# WHAT IS NEEDED
Scan the material below for "async", then return each line that contains it.

═══ STORED DATA

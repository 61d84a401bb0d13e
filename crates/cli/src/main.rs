//! Shopfront CLI - drive the cart, wishlist, and checkout from a terminal.
//!
//! # Usage
//!
//! ```bash
//! # Cart (stored locally under SHOPFRONT_DATA_DIR)
//! shopfront cart add p-100 --name "Brass Lamp" --price 1299.50
//! shopfront cart set-qty p-100 3
//! shopfront cart show
//!
//! # Wishlist (requires SHOPFRONT_API_URL and SHOPFRONT_API_TOKEN)
//! shopfront wishlist add p-100
//!
//! # Checkout
//! shopfront checkout quote
//! shopfront checkout emi-options
//! shopfront checkout place --method upi --upi-id asha@okaxis
//! ```
//!
//! # Commands
//!
//! - `cart` - Show and edit the local cart
//! - `wishlist` - Show and edit the server-side wishlist
//! - `address` - List and save shipping addresses
//! - `checkout` - Order summary, EMI plans, and order placement

#![cfg_attr(not(test), forbid(unsafe_code))]

use clap::{Parser, Subcommand};
use sentry::integrations::tracing as sentry_tracing;
use shopfront_client::config::ClientConfig;
use shopfront_client::error::ClientError;
use tracing_subscriber::{layer::SubscriberExt, util::SubscriberInitExt};

mod commands;

use commands::address::AddressAction;
use commands::cart::CartCommand;
use commands::checkout::CheckoutAction;
use commands::wishlist::WishlistAction;

#[derive(Parser)]
#[command(name = "shopfront")]
#[command(author, version, about = "Shopfront cart, wishlist, and checkout")]
struct Cli {
    #[command(subcommand)]
    command: Commands,
}

#[derive(Subcommand)]
enum Commands {
    /// Show and edit the local cart
    Cart {
        #[command(subcommand)]
        action: CartCommand,
    },
    /// Show and edit the wishlist
    Wishlist {
        #[command(subcommand)]
        action: WishlistAction,
    },
    /// Manage shipping addresses
    Address {
        #[command(subcommand)]
        action: AddressAction,
    },
    /// Review and place the order
    Checkout {
        #[command(subcommand)]
        action: CheckoutAction,
    },
}

/// Initialize Sentry error tracking and return guard that must be kept alive.
fn init_sentry(config: &ClientConfig) -> Option<sentry::ClientInitGuard> {
    let dsn = config.sentry_dsn.as_ref()?;

    let guard = sentry::init((
        dsn.as_str(),
        sentry::ClientOptions {
            release: sentry::release_name!(),
            environment: config
                .sentry_environment
                .clone()
                .map(std::borrow::Cow::Owned),
            attach_stacktrace: true,
            ..Default::default()
        },
    ));

    tracing::info!("Sentry initialized");
    Some(guard)
}

/// Filter tracing events to Sentry event types.
fn sentry_event_filter(metadata: &tracing::Metadata<'_>) -> sentry_tracing::EventFilter {
    match *metadata.level() {
        tracing::Level::ERROR => sentry_tracing::EventFilter::Event,
        tracing::Level::WARN | tracing::Level::INFO => sentry_tracing::EventFilter::Breadcrumb,
        _ => sentry_tracing::EventFilter::Ignore,
    }
}

#[tokio::main]
async fn main() {
    let cli = Cli::parse();

    let config = match ClientConfig::from_env() {
        Ok(config) => config,
        Err(e) => fail(&ClientError::from(e)),
    };

    // Initialize Sentry (must be done before tracing subscriber)
    let _sentry_guard = init_sentry(&config);

    // Defaults to info level for our crates if RUST_LOG is not set
    let env_filter = tracing_subscriber::EnvFilter::try_from_default_env()
        .unwrap_or_else(|_| "shopfront_client=info,shopfront_cli=info".into());

    tracing_subscriber::registry()
        .with(env_filter)
        .with(tracing_subscriber::fmt::layer().with_writer(std::io::stderr))
        .with(sentry_tracing::layer().event_filter(sentry_event_filter))
        .init();

    if let Err(e) = run(cli, &config).await {
        e.report();
        fail(&e);
    }
}

#[allow(clippy::print_stderr)]
fn fail(error: &ClientError) -> ! {
    eprintln!("error: {}", error.user_message());
    std::process::exit(1);
}

async fn run(cli: Cli, config: &ClientConfig) -> Result<(), ClientError> {
    match cli.command {
        Commands::Cart { action } => commands::cart::run(action, config),
        Commands::Wishlist { action } => commands::wishlist::run(action, config).await,
        Commands::Address { action } => commands::address::run(action, config).await,
        Commands::Checkout { action } => commands::checkout::run(action, config).await,
    }
}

══════

# REPLY
async fn main() {
async fn run(cli: Cli, config: &ClientConfig) -> Result<(), ClientError> {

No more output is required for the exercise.